The effects of stealing can be viewed in this thread:

https://www.cardschat.com/forum/tournament-hand-analysis-51/stealing-button-high-blinds-98634/
Even though that thread deals with one specific hand and position, the trends are the same for other hands and positions.

The bottom line is that even though we are dog when called, we pick up the blinds far more often than we are called, assuming our stack is not tiny. The cEV for one caller is:

cEV = (% they fold)*1.5BB + (% one call)*((% we win)*(1.5BB + Stack) - (% we lose)*Stack)

When we are called, the 2nd term is negative since we are usually dog. However, we win far more often the blinds to make this profitable. The tighter the players left to act, the better it is since the first term is where we make our money.

Because of these two opposing forces (wait more with a bigger stack, but steal more as well), the playing range for M=3 and M=5 can be very similar.

Let me now comment why we can play loosely with M<3. If we look at the equation for cEV, the first term is almost zero since it is not likely people will fold to our tiny stack push. The second term is negative. The looser we are(and we have to be since we are desperate), the more negative our cEV is. How can then be proftibale to play like that with a tiny stack?

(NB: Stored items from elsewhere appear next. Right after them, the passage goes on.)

use anyhow::{Context, Result};
use figment::providers::{Env, Format, Serialized, Yaml};
use figment::Figment;
use thiserror::Error;

use crate::domain::models::Config;

/// Configuration error types
#[derive(Error, Debug)]
pub enum ConfigError {
    #[error("Invalid max_concurrent: {0}. Must be between 1 and 100")]
    InvalidMaxConcurrent(usize),

    #[error("Agent binary path cannot be empty")]
    EmptyAgentPath,

    #[error("Invalid timeout: {0}. Must be positive")]
    InvalidTimeout(u64),

    #[error("Invalid log level: {0}. Must be one of: trace, debug, info, warn, error")]
    InvalidLogLevel(String),

    #[error("Invalid log format: {0}. Must be one of: json, pretty")]
    InvalidLogFormat(String),
}

/// Configuration loader with hierarchical merging
pub struct ConfigLoader;

impl ConfigLoader {
    /// Load configuration with hierarchical merging
    ///
    /// Precedence (lowest to highest):
    /// 1. Programmatic defaults (Serialized)
    /// 2. .maestro/config.yaml (project config)
    /// 3. .maestro/local.yaml (project local overrides, optional)
    /// 4. Environment variables (`MAESTRO_*` prefix, highest priority)
    pub fn load() -> Result<Config> {
        let config: Config = Figment::new()
            .merge(Serialized::defaults(Config::default()))
            .merge(Yaml::file(".maestro/config.yaml"))
            .merge(Yaml::file(".maestro/local.yaml"))
            .merge(Env::prefixed("MAESTRO_").split("__"))
            .extract()
            .context("Failed to extract configuration from figment")?;

        Self::validate(&config)?;
        Ok(config)
    }

    /// Load configuration from a specific file
    pub fn load_from_file(path: impl AsRef<std::path::Path>) -> Result<Config> {
        let config: Config = Figment::new()
            .merge(Serialized::defaults(Config::default()))
            .merge(Yaml::file(path.as_ref()))
            .extract()
            .context(format!(
                "Failed to load config from {}",
                path.as_ref().display()
            ))?;

        Self::validate(&config)?;
        Ok(config)
    }

    /// Validate configuration after loading
    pub fn validate(config: &Config) -> Result<(), ConfigError> {
        if config.max_concurrent == 0 || config.max_concurrent > 100 {
            return Err(ConfigError::InvalidMaxConcurrent(config.max_concurrent));
        }

        if config.agent.binary_path.is_empty() {
            return Err(ConfigError::EmptyAgentPath);
        }

        if config.agent.timeout_secs == 0 {
            return Err(ConfigError::InvalidTimeout(config.agent.timeout_secs));
        }
        if config.agent.merge_timeout_secs == 0 {
            return Err(ConfigError::InvalidTimeout(config.agent.merge_timeout_secs));
        }

        let valid_log_levels = ["trace", "debug", "info", "warn", "error"];
        if !valid_log_levels.contains(&config.logging.level.as_str()) {
            return Err(ConfigError::InvalidLogLevel(config.logging.level.clone()));
        }

        let valid_log_formats = ["json", "pretty"];
        if !valid_log_formats.contains(&config.logging.format.as_str()) {
            return Err(ConfigError::InvalidLogFormat(config.logging.format.clone()));
        }

        Ok(())
    }
}
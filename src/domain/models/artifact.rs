//! Artifact and snapshot domain models.
//!
//! Snapshots capture the state of a directory tree as content hashes so
//! that task output can be diffed against the state the task started from.
//! Artifacts describe the files a task produced, tracked in a registry
//! persisted next to the workspace root.

use std::collections::BTreeMap;

use chrono::{DateTime, Utc};
use serde::{Deserialize, Serialize};

/// Metadata recorded for one file in a snapshot.
#[derive(Debug, Clone, PartialEq, Eq, Serialize, Deserialize)]
pub struct FileMetadata {
    /// First 16 hex characters of the SHA-256 of the file contents.
    pub hash: String,
    /// Size in bytes.
    pub size: u64,
    /// Modification timestamp.
    pub mtime: DateTime<Utc>,
}

/// Mapping of workspace-relative path to file metadata.
///
/// A `BTreeMap` keeps iteration deterministic, which keeps diff output and
/// integration ordering deterministic.
pub type Snapshot = BTreeMap<String, FileMetadata>;

/// Classified differences between two snapshots. Unchanged paths are not
/// emitted. All vectors are sorted by path.
#[derive(Debug, Clone, Default, PartialEq, Eq)]
pub struct ChangeSet {
    /// Present in current but not in base.
    pub new: Vec<String>,
    /// Present in both with differing hashes.
    pub modified: Vec<String>,
    /// Present in base but not in current.
    pub deleted: Vec<String>,
}

impl ChangeSet {
    pub fn is_empty(&self) -> bool {
        self.new.is_empty() && self.modified.is_empty() && self.deleted.is_empty()
    }
}

/// Counters returned by an integration pass.
#[derive(Debug, Clone, Copy, Default, PartialEq, Eq, Serialize)]
pub struct IntegrationReport {
    pub new: usize,
    pub modified: usize,
    pub conflict: usize,
    pub deleted: usize,
}

/// A single file produced by a task.
#[derive(Debug, Clone, PartialEq, Eq, Serialize, Deserialize)]
pub struct Artifact {
    pub filename: String,
    /// Path relative to the task workspace.
    pub path: String,
    pub size: u64,
    pub hash: String,
    pub created_at: DateTime<Utc>,
    /// Producing task. Denormalized copy of the registry key; refreshed on
    /// load, never treated as authoritative.
    pub task_id: String,
}

/// The full artifact set of one completed task.
#[derive(Debug, Clone, PartialEq, Eq, Serialize, Deserialize)]
pub struct TaskArtifacts {
    pub task_id: String,
    pub task_name: String,
    pub completed_at: DateTime<Utc>,
    #[serde(default)]
    pub artifacts: Vec<Artifact>,
}

impl TaskArtifacts {
    pub fn new(task_id: impl Into<String>, task_name: impl Into<String>) -> Self {
        Self {
            task_id: task_id.into(),
            task_name: task_name.into(),
            completed_at: Utc::now(),
            artifacts: Vec::new(),
        }
    }

    pub fn add_artifact(&mut self, artifact: Artifact) {
        self.artifacts.push(artifact);
    }

    /// Filenames of every artifact in this set.
    pub fn filenames(&self) -> Vec<String> {
        self.artifacts.iter().map(|a| a.filename.clone()).collect()
    }
}

/// On-disk shape of the artifact registry JSON.
#[derive(Debug, Clone, Default, Serialize, Deserialize)]
pub struct RegistryDocument {
    #[serde(default)]
    pub registry: BTreeMap<String, TaskArtifacts>,
    /// Secondary index: filename to producing task ids, for conflict
    /// discovery.
    #[serde(default)]
    pub file_index: BTreeMap<String, Vec<String>>,
}

/// Aggregate numbers over the registry.
#[derive(Debug, Clone, Copy, Default, PartialEq, Eq, Serialize)]
pub struct RegistrySummary {
    pub total_tasks: usize,
    pub total_artifacts: usize,
    pub total_size: u64,
    pub file_conflicts: usize,
    pub unique_files: usize,
}
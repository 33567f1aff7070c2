//! Task domain model.
//!
//! Tasks are discrete units of work executed by the external agent.
//! They form a DAG through task-level dependencies and phase ordering.

use serde::{Deserialize, Serialize};

/// Lifecycle state of a task.
#[derive(Debug, Clone, Copy, PartialEq, Eq, Hash, Serialize, Deserialize)]
#[serde(rename_all = "snake_case")]
pub enum TaskStatus {
    /// Defined but not yet dispatched.
    Pending,
    /// Currently being executed by an agent.
    InProgress,
    /// Finished successfully.
    Completed,
    /// Finished with an error.
    Failed,
}

impl Default for TaskStatus {
    fn default() -> Self {
        Self::Pending
    }
}

impl TaskStatus {
    pub fn as_str(&self) -> &'static str {
        match self {
            Self::Pending => "pending",
            Self::InProgress => "in_progress",
            Self::Completed => "completed",
            Self::Failed => "failed",
        }
    }

    #[allow(clippy::should_implement_trait)]
    pub fn from_str(s: &str) -> Option<Self> {
        match s.to_lowercase().as_str() {
            "pending" => Some(Self::Pending),
            "in_progress" => Some(Self::InProgress),
            "completed" => Some(Self::Completed),
            "failed" => Some(Self::Failed),
            _ => None,
        }
    }

    /// Check if this is a terminal state.
    pub fn is_terminal(&self) -> bool {
        matches!(self, Self::Completed | Self::Failed)
    }
}

/// A unit of work declared in the WBS.
#[derive(Debug, Clone, PartialEq, Eq, Serialize, Deserialize)]
pub struct Task {
    /// Stable identifier, unique across the whole WBS.
    pub id: String,
    /// Human-readable name.
    pub name: String,
    /// Ids of tasks that must complete before this one may start.
    #[serde(default)]
    pub dependencies: Vec<String>,
    /// Current lifecycle state.
    #[serde(default)]
    pub status: TaskStatus,
    /// Owning phase, implicit from WBS load order.
    pub phase_id: Option<String>,
    /// Agent prompt, opaque to the orchestrator core.
    pub prompt: Option<String>,
}

impl Task {
    /// Create a pending task with no dependencies.
    pub fn new(id: impl Into<String>, name: impl Into<String>) -> Self {
        Self {
            id: id.into(),
            name: name.into(),
            dependencies: Vec::new(),
            status: TaskStatus::default(),
            phase_id: None,
            prompt: None,
        }
    }

    /// Add a dependency.
    pub fn with_dependency(mut self, task_id: impl Into<String>) -> Self {
        let task_id = task_id.into();
        if task_id != self.id && !self.dependencies.contains(&task_id) {
            self.dependencies.push(task_id);
        }
        self
    }

    /// The prompt handed to the agent; falls back to a generic instruction
    /// when the WBS did not declare one.
    pub fn prompt_text(&self) -> String {
        self.prompt
            .clone()
            .unwrap_or_else(|| format!("Execute task: {}", self.name))
    }
}
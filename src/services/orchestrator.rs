//! Orchestrator - the central coordinator driving a project to completion.
//!
//! The run loop asks the graph engine for the runnable frontier, executes
//! each frontier batch concurrently through the task runner, integrates
//! successful results into the shared workspace, persists lifecycle state
//! after every change, and reports progress through a callback.
//!
//! Ordering is strict across batches: a batch is fully integrated before
//! the next frontier is queried. Within a batch there is no ordering;
//! every sandbox is seeded from the shared tree as of the batch start.

use std::collections::BTreeSet;
use std::fs;
use std::path::{Path, PathBuf};
use std::sync::Arc;
use std::time::Duration;

use chrono::Utc;
use tracing::{error, info, instrument, warn};

use crate::domain::errors::{DomainError, DomainResult};
use crate::domain::models::{
    Config, ExecutionResult, PersistedState, ProgressCallback, ProgressEvent, ProgressPayload,
    ProgressSummary, TaskSpec, TaskStatus,
};
use crate::services::merge_resolver::MergeResolver;
use crate::services::task_graph::TaskGraphEngine;
use crate::services::task_runner::TaskRunner;
use crate::services::workspace::WorkspaceService;

/// Construction options for an [`Orchestrator`].
#[derive(Debug, Clone)]
pub struct OrchestratorOptions {
    /// Workspace root (shared tree, sandboxes, registry).
    pub workspace_dir: PathBuf,
    /// Execution-state file; none disables persistence and resume.
    pub state_file: Option<PathBuf>,
    /// Concurrency cap for agent subprocesses.
    pub max_concurrent: usize,
    /// Skip subprocess invocation and simulate work.
    pub dry_run: bool,
    /// Abort the run on the first task failure.
    pub fail_fast: bool,
    /// Agent executable.
    pub agent_path: String,
    /// Wall-clock timeout per task.
    pub task_timeout: Duration,
    /// Wall-clock timeout per merge sub-agent.
    pub merge_timeout: Duration,
}

impl Default for OrchestratorOptions {
    fn default() -> Self {
        Self {
            workspace_dir: PathBuf::from("./workspace"),
            state_file: None,
            max_concurrent: 3,
            dry_run: false,
            fail_fast: false,
            agent_path: "claude".to_string(),
            task_timeout: Duration::from_secs(3600),
            merge_timeout: Duration::from_secs(300),
        }
    }
}

impl OrchestratorOptions {
    /// Derive options from loaded configuration.
    pub fn from_config(config: &Config) -> Self {
        Self {
            workspace_dir: config.workspace.root.clone(),
            state_file: config.workspace.state_file.clone(),
            max_concurrent: config.max_concurrent,
            agent_path: config.agent.binary_path.clone(),
            task_timeout: Duration::from_secs(config.agent.timeout_secs),
            merge_timeout: Duration::from_secs(config.agent.merge_timeout_secs),
            ..Self::default()
        }
    }
}

/// Drives a WBS project end to end.
pub struct Orchestrator {
    graph: TaskGraphEngine,
    runner: TaskRunner,
    workspace: Arc<WorkspaceService>,
    resolver: MergeResolver,
    options: OrchestratorOptions,
    progress_callback: Option<ProgressCallback>,
    results: Vec<ExecutionResult>,
    versioned_files: Vec<String>,
    /// Dry-run hook: this task id reports a simulated failure.
    simulate_failure: Option<String>,
    /// Test hook: stop the loop once this many results were collected.
    max_results: Option<usize>,
}

impl std::fmt::Debug for Orchestrator {
    fn fmt(&self, f: &mut std::fmt::Formatter<'_>) -> std::fmt::Result {
        f.debug_struct("Orchestrator")
            .field("options", &self.options)
            .field("progress_callback", &self.progress_callback.is_some())
            .field("results", &self.results)
            .field("versioned_files", &self.versioned_files)
            .field("simulate_failure", &self.simulate_failure)
            .field("max_results", &self.max_results)
            .finish_non_exhaustive()
    }
}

The answer lies in the fact that $EV is what dominates desperation play. As some players know, marginal chip values are not constant. For example, if we had a stack of 1,000 when blinds are 5/10, losing 500 is much worse than winning 500. More extreme, losing 1,000 is much worse than doubling up. That means that our first 1,000 chips are more valuable than our next 1,000 chips.

An easy way to see this is to consider $EV which is the driving force in tournaments. If we lose our stack of 1,000, our $EV goes from whatever it was to zero. On the other hand, doubling up

**doesn't** double up our $EV. So a coin flip all-in early in a tourney has -$EV. Even if we are slightly favorite, it is still -$EV.

In most cases, additional chips have less value than what we already have. However, this is not always true. One situation when this is reversed is when our stack is way too small. When our stack is that small, we have lost all FE so we cannot steal. If we wait, we will be blinded out so waiting has zero $EV. That means that the chips we have are

**less** valuable than the chips we can get if we double up. So even though our super-short stack play has -cEV, we are still playing +$EV since waiting will surely mean we will not make the money.

There is an obvious exception to this if we are close to a bubble and can make it by folding.